Skip Navigation
17 comments
  • I prefer porkbun for my domain provider. They’re kind of the darling of the self-hosting community, it seems. But I picked them because they were pretty inexpensive.

  • I've had good experiences with Namecheap for domains. Some of their support people are also in Ukraine, so if you're of a mind to support them, giving them your business will do that at least a little.

    One word of advice--it can be smart to have the domain name with one provider, and the hosting with a different one. That way if your hosting situation goes bad for whatever reason, you still have control of your domain and can point it at a new host as quickly as you can buy space and they can provision it (with time for DNS to propagate of course).

    Basically, don't put all your eggs in one basket. When I did webhost support, I saw WAY too many small business owners get into pickles because they had hosting AND domain with the same provider, and when something went wrong with that provider, it was just such a huge PITA to get control of the domain.

    No recs for hosting, I don't currently have a webpage up (just email) and my knowledge is way out of date, from like 2008 when I worked for a webhost as support.

  • I was with Google Domains but switched to Namecheap. They are easy enough to work with and not the most expensive.

  • Just go Cloudflare. The dot.win told they have is incredible value ~3$ per annum if i remember correctly.

    Other pros of using Cloudflare:

    • Cloudflare ddns
    • Cloudflare tunnels
    • Cloudflare proxy

    It does a a few cons, like not being able to use custom nameservers if you aren't paying 200$ a month.
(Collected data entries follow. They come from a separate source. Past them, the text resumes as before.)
//! Error types for the reservoir-core crate.
//!
//! Every economy operation validates before it mutates and returns a typed
//! [`EconomyError`] on rejection. Nothing in the engine panics; hosts turn
//! errors into user-facing text through their [`Display`] implementation
//! or [`OperationOutcome`](reservoir_types::OperationOutcome).
//!
//! [`Display`]: core::fmt::Display

use rust_decimal::Decimal;

use reservoir_types::{OperationOutcome, ParseSelectorError, Pool};

use crate::store::StoreError;

/// Errors that can occur during economy operations.
#[derive(Debug, thiserror::Error)]
pub enum EconomyError {
    /// No character is bound to the economy.
    #[error("no character is selected")]
    NoCharacter,

    /// Production is switched off for the bound character.
    #[error("production is not enabled")]
    NotEnabled,

    /// There is no accrued resource to extract.
    #[error("nothing available to extract")]
    Empty,

    /// A quantity was zero, negative, or not a number.
    #[error("invalid amount: {input:?} (expected a positive number)")]
    InvalidAmount {
        /// The rejected input, as received.
        input: String,
    },

    /// The source pool holds less than the requested amount.
    #[error("insufficient funds in {pool}: requested {requested}, available {available}")]
    InsufficientFunds {
        /// The pool being debited.
        pool: Pool,
        /// The amount the caller asked for.
        requested: Decimal,
        /// The pool's balance.
        available: Decimal,
    },

    /// A tier, routing, method, or pool selector was not recognised.
    #[error(transparent)]
    InvalidSelector(#[from] ParseSelectorError),

    /// The state store failed to load or save.
    #[error("persistence failed: {0}")]
    Persistence(#[from] StoreError),

    /// A decimal computation overflowed.
    #[error("arithmetic overflow: {context}")]
    ArithmeticOverflow {
        /// Description of what was being computed.
        context: &'static str,
    },
}

impl EconomyError {
    /// Shorthand for [`EconomyError::ArithmeticOverflow`].
    pub(crate) const fn overflow(context: &'static str) -> Self {
        Self::ArithmeticOverflow { context }
    }

    /// Shorthand for [`EconomyError::InvalidAmount`] from a decimal.
    pub(crate) fn invalid_amount(amount: Decimal) -> Self {
        Self::InvalidAmount {
            input: amount.to_string(),
        }
    }
}

/// Collapse any operation result into the UI-facing `{success, amount, message}` view.
pub fn outcome<T>(result: Result<T, EconomyError>) -> OperationOutcome
where
    T: Into<OperationOutcome>,
{
    match result {
        Ok(value) => value.into(),
        Err(err) => OperationOutcome::failed(err.to_string()),
    }
}

#[cfg(test)]
mod tests {
    use rust_decimal_macros::dec;

    use super::*;

    #[test]
    fn insufficient_funds_message_names_the_pool() {
        let err = EconomyError::InsufficientFunds {
            pool: Pool::B,
            requested: dec!(30),
            available: dec!(12.5),
        };
        assert_eq!(
            err.to_string(),
            "insufficient funds in pool B: requested 30, available 12.5"
        );
    }

    #[test]
    fn selector_errors_pass_through() {
        let parse = "huge".parse::<reservoir_types::CapacityTier>();
        let err = parse.map_err(EconomyError::from).err();
        assert_eq!(
            err.map(|e| e.to_string()),
            Some(String::from("unrecognised capacity tier: \"huge\""))
        );
    }

    #[test]
    fn failures_become_zero_amount_outcomes() {
        let result: Result<reservoir_types::Sale, EconomyError> = Err(EconomyError::Empty);
        let view = outcome(result);
        assert!(!view.success);
        assert_eq!(view.amount, Decimal::ZERO);
        assert_eq!(view.message, "nothing available to extract");
    }
}
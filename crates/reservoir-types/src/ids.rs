//! Type-safe identifier wrappers.
//!
//! Characters are identified by the name the host chat application
//! reports for them. The name is kept verbatim: it is never folded into
//! a storage key by string concatenation, so names containing spaces,
//! underscores, or separator characters cannot collide.

use serde::{Deserialize, Serialize};
use ts_rs::TS;

/// Identity of a character whose resource gauge is being tracked.
#[derive(Debug, Clone, PartialEq, Eq, PartialOrd, Ord, Hash, Serialize, Deserialize, TS)]
#[ts(export, export_to = "bindings/")]
pub struct CharacterId(pub String);

impl CharacterId {
    /// Create an identifier from any string-like name.
    pub fn new(name: impl Into<String>) -> Self {
        Self(name.into())
    }

    /// Borrow the character name.
    pub fn as_str(&self) -> &str {
        &self.0
    }
}

impl core::fmt::Display for CharacterId {
    fn fmt(&self, f: &mut core::fmt::Formatter<'_>) -> core::fmt::Result {
        write!(f, "{}", self.0)
    }
}

impl From<&str> for CharacterId {
    fn from(name: &str) -> Self {
        Self(name.to_owned())
    }
}

impl From<String> for CharacterId {
    fn from(name: String) -> Self {
        Self(name)
    }
}

impl From<CharacterId> for String {
    fn from(id: CharacterId) -> Self {
        id.0
    }
}
//! Enumeration types for the Reservoir economy.
//!
//! Every selector the host can send (capacity tier, routing policy,
//! extraction method, storage pool) is a closed enum. Parsing from the
//! host's string form goes through [`core::str::FromStr`] and fails with
//! [`ParseSelectorError`] rather than falling back to a default.

use serde::{Deserialize, Serialize};
use ts_rs::TS;

/// An unrecognised selector string received from the host.
#[derive(Debug, Clone, PartialEq, Eq, thiserror::Error)]
#[error("unrecognised {kind}: {value:?}")]
pub struct ParseSelectorError {
    /// Which selector was being parsed (e.g. "capacity tier").
    pub kind: &'static str,
    /// The rejected input.
    pub value: String,
}

impl ParseSelectorError {
    fn new(kind: &'static str, value: &str) -> Self {
        Self {
            kind,
            value: value.to_owned(),
        }
    }
}

// ---------------------------------------------------------------------------
// Capacity tier
// ---------------------------------------------------------------------------

/// Base capacity class of a character.
#[derive(
    Debug, Clone, Copy, Default, PartialEq, Eq, PartialOrd, Ord, Hash, Serialize, Deserialize, TS,
)]
#[ts(export, export_to = "bindings/")]
pub enum CapacityTier {
    /// Smallest base capacity.
    Small,
    /// Default base capacity.
    #[default]
    Medium,
    /// Largest base capacity.
    Large,
}

impl CapacityTier {
    /// Lowercase label used in messages and host selectors.
    pub const fn label(self) -> &'static str {
        match self {
            Self::Small => "small",
            Self::Medium => "medium",
            Self::Large => "large",
        }
    }
}

impl core::fmt::Display for CapacityTier {
    fn fmt(&self, f: &mut core::fmt::Formatter<'_>) -> core::fmt::Result {
        f.write_str(self.label())
    }
}

impl core::str::FromStr for CapacityTier {
    type Err = ParseSelectorError;

    fn from_str(s: &str) -> Result<Self, Self::Err> {
        match s.trim().to_ascii_lowercase().as_str() {
            "small" => Ok(Self::Small),
            "medium" => Ok(Self::Medium),
            "large" => Ok(Self::Large),
            _ => Err(ParseSelectorError::new("capacity tier", s)),
        }
    }
}

// ---------------------------------------------------------------------------
// Storage pools and routing
// ---------------------------------------------------------------------------

/// One of the two shared storage pools.
///
/// Both pools live in the global store scope and are visible to every
/// character bound to the same store.
#[derive(Debug, Clone, Copy, PartialEq, Eq, PartialOrd, Ord, Hash, Serialize, Deserialize, TS)]
#[ts(export, export_to = "bindings/")]
pub enum Pool {
    /// Primary pool; the default routing destination.
    A,
    /// Secondary pool.
    B,
}

impl Pool {
    /// Label used in messages and host selectors.
    pub const fn label(self) -> &'static str {
        match self {
            Self::A => "pool A",
            Self::B => "pool B",
        }
    }
}

impl core::fmt::Display for Pool {
    fn fmt(&self, f: &mut core::fmt::Formatter<'_>) -> core::fmt::Result {
        f.write_str(self.label())
    }
}

impl core::str::FromStr for Pool {
    type Err = ParseSelectorError;

    fn from_str(s: &str) -> Result<Self, Self::Err> {
        match s.trim().to_ascii_lowercase().as_str() {
            "a" | "pool_a" | "poola" | "global" => Ok(Self::A),
            "b" | "pool_b" | "poolb" | "personal" => Ok(Self::B),
            _ => Err(ParseSelectorError::new("pool", s)),
        }
    }
}

/// Where extracted resource goes for methods that store their yield.
#[derive(
    Debug, Clone, Copy, Default, PartialEq, Eq, PartialOrd, Ord, Hash, Serialize, Deserialize, TS,
)]
#[ts(export, export_to = "bindings/")]
pub enum RoutingPolicy {
    /// Credit [`Pool::A`].
    #[default]
    PoolA,
    /// Credit [`Pool::B`].
    PoolB,
    /// Throw the extracted amount away.
    Discard,
}

impl RoutingPolicy {
    /// The pool this policy credits, or `None` when it discards.
    pub const fn pool(self) -> Option<Pool> {
        match self {
            Self::PoolA => Some(Pool::A),
            Self::PoolB => Some(Pool::B),
            Self::Discard => None,
        }
    }

    /// Label used in messages and host selectors.
    pub const fn label(self) -> &'static str {
        match self {
            Self::PoolA => "pool A",
            Self::PoolB => "pool B",
            Self::Discard => "discard",
        }
    }
}

impl From<Pool> for RoutingPolicy {
    fn from(pool: Pool) -> Self {
        match pool {
            Pool::A => Self::PoolA,
            Pool::B => Self::PoolB,
        }
    }
}

impl core::fmt::Display for RoutingPolicy {
    fn fmt(&self, f: &mut core::fmt::Formatter<'_>) -> core::fmt::Result {
        f.write_str(self.label())
    }
}

impl core::str::FromStr for RoutingPolicy {
    type Err = ParseSelectorError;

    fn from_str(s: &str) -> Result<Self, Self::Err> {
        match s.trim().to_ascii_lowercase().as_str() {
            "discard" | "waste" => Ok(Self::Discard),
            other => match other.parse::<Pool>() {
                Ok(pool) => Ok(Self::from(pool)),
                Err(_) => Err(ParseSelectorError::new("routing policy", s)),
            },
        }
    }
}

// ---------------------------------------------------------------------------
// Extraction
// ---------------------------------------------------------------------------

/// How resource is extracted from a character.
#[derive(Debug, Clone, Copy, PartialEq, Eq, PartialOrd, Ord, Hash, Serialize, Deserialize, TS)]
#[ts(export, export_to = "bindings/")]
pub enum ExtractionMethod {
    /// By hand: small batches, stored per routing policy.
    Manual,
    /// Direct consumption: never stored, highest experience per unit.
    Direct,
    /// Machine-assisted: large batches, lowest experience per unit.
    Mechanical,
}

impl ExtractionMethod {
    /// All methods, in panel order.
    pub const ALL: [Self; 3] = [Self::Manual, Self::Direct, Self::Mechanical];

    /// Lowercase label used in messages and host selectors.
    pub const fn label(self) -> &'static str {
        match self {
            Self::Manual => "manual",
            Self::Direct => "direct",
            Self::Mechanical => "mechanical",
        }
    }
}

impl core::fmt::Display for ExtractionMethod {
    fn fmt(&self, f: &mut core::fmt::Formatter<'_>) -> core::fmt::Result {
        f.write_str(self.label())
    }
}

impl core::str::FromStr for ExtractionMethod {
    type Err = ParseSelectorError;

    fn from_str(s: &str) -> Result<Self, Self::Err> {
        match s.trim().to_ascii_lowercase().as_str() {
            "manual" | "hands" => Ok(Self::Manual),
            "direct" => Ok(Self::Direct),
            "mechanical" | "machine" => Ok(Self::Mechanical),
            _ => Err(ParseSelectorError::new("extraction method", s)),
        }
    }
}

// ---------------------------------------------------------------------------
// Overflow warnings
// ---------------------------------------------------------------------------

/// Escalating overflow warning raised while a character sits at capacity.
#[derive(Debug, Clone, Copy, PartialEq, Eq, PartialOrd, Ord, Hash, Serialize, Deserialize, TS)]
#[ts(export, export_to = "bindings/")]
pub enum WarningLevel {
    /// First tick at capacity.
    Discomfort,
    /// Sustained overflow.
    Pain,
    /// Severe overflow; repeats every tick.
    SeverePain,
}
Also the fact of Cloudflare being an internet gatekeeper may not be to your liking.

  • I used Google Domains for many years.

    I think mostly because it came as a package with my Google Workspace account.

    But the whole "selling their domain accounts to Squarespace and not even bothering to notify us kind of turned me off to them.

    I am now happily using Cloudflare instead.

    Frankly I don't miss it.
    The rates seem a tiny bit cheaper and the API/etc is far more advanced.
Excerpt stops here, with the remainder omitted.